Dalam ajang yang sama, Perdana Menteri Inggris Boris Johnson, yang jadi Ketua G7 untuk tahun ini, berjanji akan memberikan kelebihan vaksin kepada negara-negara miskin.
"Kita harus memastikan bahwa vaksinasi dilakukan di seluruh dunia karena ini adalah pandemi global, dan tak ada gunanya satu negara berada jauh di atas negara lain. Kita harus bergerak bersama," cetusnya, dalam pembukaan KTT G7 yang digelar secara virtual, Jumat (19/2).
"Yang saya tahu adalah bahwa para para kolega [pemimpin negara G7] ingin memastikan bahwa kita mendistribusikan vaksin ke seluruh dunia, memastikan semua orang mendapatkan vaksin yang mereka butuhkan sehingga seluruh dunia dapat melewati pandemi ini bersama-sama," tuturnya.
Ia juga mengaku akan menggunakan G7 untuk mendorong WHO dan ilmuwan internasional untuk mengerjakan pengembangan vaksin baru hanya dalam 100 hari.
"Pengembangan vaksin virus Corona yang layak membuka peluang yang besar untuk kembali pada kehidupan normal, tetapi kita tidak boleh berpuas diri. Sebagai pemimpin G7, kita harus mengatakan hari ini 'tidak lagi' [pada pandemi]," kata dia.

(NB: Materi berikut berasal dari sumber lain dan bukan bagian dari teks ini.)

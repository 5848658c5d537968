//! Configuration module with business-specific sub-modules
//!
//! This module organizes configuration into logical areas:
//! - `cache` - Redis connection settings for the temporary TTL store
//! - `database` - MySQL connection and pool configuration
//! - `environment` - Environment detection
//! - `notify` - Email (SMTP) and SMS (Twilio) delivery settings
//! - `server` - HTTP server configuration
//! - `verification` - Code policy and staging TTL configuration

pub mod cache;
pub mod database;
pub mod environment;
pub mod notify;
pub mod server;
pub mod verification;

use serde::{Deserialize, Serialize};

// Re-export commonly used types
pub use cache::CacheConfig;
pub use database::DatabaseConfig;
pub use environment::Environment;
pub use notify::{NotifyConfig, SmtpConfig, TwilioConfig};
pub use server::ServerConfig;
pub use verification::VerificationConfig;

/// Complete application configuration combining all sub-configurations
#[derive(Debug, Clone, Deserialize, Serialize)]
pub struct AppConfig {
    /// Environment configuration
    pub environment: Environment,

    /// HTTP server configuration
    pub server: ServerConfig,

    /// Database configuration
    pub database: DatabaseConfig,

    /// Temporary store (Redis) configuration
    pub cache: CacheConfig,

    /// Verification code policy
    pub verification: VerificationConfig,

    /// Delivery channel configuration
    pub notify: NotifyConfig,
}

impl AppConfig {
    /// Load the full configuration from environment variables
    pub fn from_env() -> Self {
        Self {
            environment: Environment::from_env(),
            server: ServerConfig::from_env(),
            database: DatabaseConfig::from_env(),
            cache: CacheConfig::from_env(),
            verification: VerificationConfig::from_env(),
            notify: NotifyConfig::from_env(),
        }
    }
}
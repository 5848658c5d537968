//! End-to-end tests of the verification-gated registration workflow,
//! driven through the public service APIs with in-memory collaborators.

use std::sync::Arc;

use onbo_core::domain::entities::registration_draft::NewRegistration;
use onbo_core::domain::entities::verification_session::{DeliveryMethod, VerificationPurpose};
use onbo_core::errors::{DomainError, VerificationError};
use onbo_core::repositories::{MockUserRepository, UserRepository};
use onbo_core::services::onboarding::OnboardingService;
use onbo_core::services::verification::mocks::{
    InMemoryTemporaryStore, MockNotifier, MockPasswordHasher,
};
use onbo_core::services::verification::{
    PasswordHasher, VerificationService, VerificationServiceConfig, VerificationStaging,
};

type Onboarding = OnboardingService<
    MockUserRepository,
    MockNotifier,
    InMemoryTemporaryStore,
    MockPasswordHasher,
>;

struct World {
    store: Arc<InMemoryTemporaryStore>,
    notifier: Arc<MockNotifier>,
    users: Arc<MockUserRepository>,
    onboarding: Arc<Onboarding>,
    config: VerificationServiceConfig,
}

fn world() -> World {
    world_with_config(VerificationServiceConfig::default())
}

fn world_with_config(config: VerificationServiceConfig) -> World {
    let store = Arc::new(InMemoryTemporaryStore::new());
    let notifier = Arc::new(MockNotifier::new());
    let users = Arc::new(MockUserRepository::new());
    let verification = Arc::new(VerificationService::new(
        Arc::clone(&notifier),
        Arc::clone(&store),
        Arc::new(MockPasswordHasher),
        config.clone(),
    ));
    let onboarding = Arc::new(OnboardingService::new(Arc::clone(&users), verification));
    World {
        store,
        notifier,
        users,
        onboarding,
        config,
    }
}

fn john() -> NewRegistration {
    NewRegistration {
        full_name: "John".to_string(),
        email: Some("a@b.com".to_string()),
        phone: None,
        password: "p@ss".to_string(),
    }
}

// Scenario A: request a registration code, complete with the correct code.
// The user is committed with a hashed password and both temporary records
// are gone.
#[tokio::test]
async fn scenario_a_happy_path() {
    let w = world();

    let issued = w
        .onboarding
        .request_registration_code("a@b.com", DeliveryMethod::Email, john())
        .await
        .unwrap();
    assert_eq!(issued.expires_in_seconds, 600);
    assert_eq!(w.store.len().await, 2);

    let code = w.notifier.last_delivery().await.unwrap().code;
    let user_id = w
        .onboarding
        .complete_registration("a@b.com", VerificationPurpose::FinishRegistration, &code)
        .await
        .unwrap();

    let user = w
        .users
        .find_by_email("a@b.com")
        .await
        .unwrap()
        .expect("user committed exactly once");
    assert_eq!(user.id, user_id);
    assert_eq!(w.users.user_count().await, 1);

    // The durable password is the hash, never the submitted plaintext
    assert_eq!(
        user.password_hash,
        MockPasswordHasher.hash_password("p@ss").await.unwrap()
    );
    assert_ne!(user.password_hash, "p@ss");
    assert!(MockPasswordHasher
        .verify_password("p@ss", &user.password_hash)
        .await
        .unwrap());

    assert!(w.store.is_empty().await);
}

// Scenario B: completing with a code that was never issued.
#[tokio::test]
async fn scenario_b_unissued_code() {
    let w = world();

    let err = w
        .onboarding
        .complete_registration(
            "a@b.com",
            VerificationPurpose::FinishRegistration,
            "424242",
        )
        .await
        .unwrap_err();
    assert!(matches!(
        err,
        DomainError::Verification(VerificationError::InvalidOrExpiredCode)
    ));
}

// Scenario C: completing twice with the same valid code.
#[tokio::test]
async fn scenario_c_double_completion() {
    let w = world();

    w.onboarding
        .request_registration_code("a@b.com", DeliveryMethod::Email, john())
        .await
        .unwrap();
    let code = w.notifier.last_delivery().await.unwrap().code;

    assert!(w
        .onboarding
        .complete_registration("a@b.com", VerificationPurpose::FinishRegistration, &code)
        .await
        .is_ok());

    let err = w
        .onboarding
        .complete_registration("a@b.com", VerificationPurpose::FinishRegistration, &code)
        .await
        .unwrap_err();
    assert!(matches!(
        err,
        DomainError::Verification(VerificationError::InvalidOrExpiredCode)
    ));
    assert_eq!(w.users.user_count().await, 1);
}

// Scenario D: completing after the TTL has elapsed. The in-memory store
// never physically evicts, so this proves the logical expiry check does
// not rely on eviction timing.
#[tokio::test]
async fn scenario_d_expired_code() {
    let w = world_with_config(VerificationServiceConfig {
        code_ttl_seconds: 0,
        ..Default::default()
    });

    w.onboarding
        .request_registration_code("a@b.com", DeliveryMethod::Email, john())
        .await
        .unwrap();
    let code = w.notifier.last_delivery().await.unwrap().code;
    tokio::time::sleep(std::time::Duration::from_millis(20)).await;

    let err = w
        .onboarding
        .complete_registration("a@b.com", VerificationPurpose::FinishRegistration, &code)
        .await
        .unwrap_err();
    assert!(matches!(
        err,
        DomainError::Verification(VerificationError::InvalidOrExpiredCode)
    ));
    assert_eq!(w.users.user_count().await, 0);
}

// Concurrency property: N racing completions with the same valid triple
// produce exactly one success and N-1 invalid-code results, and exactly
// one committed user.
#[tokio::test(flavor = "multi_thread", worker_threads = 8)]
async fn concurrent_completion_commits_exactly_once() {
    const N: usize = 16;
    let w = world();

    w.onboarding
        .request_registration_code("a@b.com", DeliveryMethod::Email, john())
        .await
        .unwrap();
    let code = w.notifier.last_delivery().await.unwrap().code;

    let mut handles = Vec::with_capacity(N);
    for _ in 0..N {
        let onboarding = Arc::clone(&w.onboarding);
        let code = code.clone();
        handles.push(tokio::spawn(async move {
            onboarding
                .complete_registration(
                    "a@b.com",
                    VerificationPurpose::FinishRegistration,
                    &code,
                )
                .await
        }));
    }

    let mut successes = 0;
    let mut invalid = 0;
    for handle in handles {
        match handle.await.unwrap() {
            Ok(_) => successes += 1,
            Err(DomainError::Verification(VerificationError::InvalidOrExpiredCode)) => {
                invalid += 1
            }
            Err(other) => panic!("unexpected error: {}", other),
        }
    }

    assert_eq!(successes, 1);
    assert_eq!(invalid, N - 1);
    assert_eq!(w.users.user_count().await, 1);
    assert!(w.store.is_empty().await);
}

// Property: for any secret, the staged draft holds hash(secret), never the
// secret itself (the mock hash is never the identity).
#[tokio::test]
async fn staged_drafts_never_hold_plaintext() {
    let w = world();
    let staging = VerificationStaging::new(Arc::clone(&w.store), w.config.code_ttl_seconds);

    for (i, secret) in ["p@ss", "hunter2", "correct horse battery staple", "秘密"]
        .iter()
        .enumerate()
    {
        let contact = format!("user{}@example.com", i);
        let registration = NewRegistration {
            full_name: format!("User {}", i),
            email: Some(contact.clone()),
            phone: None,
            password: secret.to_string(),
        };
        w.onboarding
            .request_registration_code(&contact, DeliveryMethod::Email, registration)
            .await
            .unwrap();
        let code = w.notifier.last_delivery().await.unwrap().code;

        let draft = staging
            .get_draft(&contact, &code)
            .await
            .unwrap()
            .expect("draft staged");
        let expected = MockPasswordHasher.hash_password(secret).await.unwrap();
        assert_eq!(draft.payload.password_hash, expected);
        assert_ne!(draft.payload.password_hash, *secret);
    }
}

// A racing re-request does not interfere with an in-flight completion of
// the earlier code: each code owns an independent session key.
#[tokio::test]
async fn re_requested_code_coexists_until_consumed() {
    let w = world();

    w.onboarding
        .request_registration_code("a@b.com", DeliveryMethod::Email, john())
        .await
        .unwrap();
    let first_code = w.notifier.last_delivery().await.unwrap().code;

    w.onboarding
        .request_registration_code("a@b.com", DeliveryMethod::Email, john())
        .await
        .unwrap();
    let second_code = w.notifier.last_delivery().await.unwrap().code;

    // The earlier, superseded code still completes (observed
    // overwrite-on-re-request semantics: independent keys).
    w.onboarding
        .complete_registration(
            "a@b.com",
            VerificationPurpose::FinishRegistration,
            &first_code,
        )
        .await
        .unwrap();

    if first_code != second_code {
        // The second code's session survives, but its draft cannot commit a
        // duplicate account anymore.
        let err = w
            .onboarding
            .complete_registration(
                "a@b.com",
                VerificationPurpose::FinishRegistration,
                &second_code,
            )
            .await
            .unwrap_err();
        assert!(matches!(
            err,
            DomainError::Verification(VerificationError::RegistrationCommitFailed { .. })
        ));
    }
    assert_eq!(w.users.user_count().await, 1);
}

Presiden Prancis Emmanuel Macron menuntut negara-negara kaya melangkah lebih jauh dengan mentransfer 3-5 persen dari stok vaksin mereka ke Afrika.
"Ini merupakan percepatan ketidaksetaraan global yang tak pernah terjadi sebelumnya, dan secara politik juga tidak berkelanjutan karena membuka jalan bagi perang pengaruh dengan memakai vaksin," katanya kepada Financial Times, di saat Rusia dan China meningkatkan distribusi vaksin mereka sendiri secara gratis atau berbiaya rendah.
Beijing sendiri bukan bagian dari G7, yang beranggotakan Inggris, Kanada, Prancis, Jerman, Italia, Jepang, dan AS.
Inggris juga menginginkan G7 mendukung perjanjian pandemi untuk meningkatkan peringatan dini dan transparansi data jika terjadi wabah di masa depan. London menyangkal bahwa pihaknya sedang mengincar China.
Meski begitu, China sejak awal secara luas dituduh menutupi kemunculan virus pada akhir 2019 dan mencuri informasi awal penting dari WHO.
Setelah KTT tersebut, para pemimpin G7 akan bergabung dalam pertemuan yang digelar secara daring lainnya, yakni Konferensi Keamanan Munich, untuk membahas "pembaruan kerja sama trans-atlantik".
Biden, yang akan menjadi presiden AS pertama yang berpidato di pertemuan tahunan Munich ini, menggarisbawahi soal perubahan yang menentukan usai hancurnya kerja sama trans-atlatik di bawah pendahulunya, Donald Trump, yang memakai kebijakan 'go-it-alone'.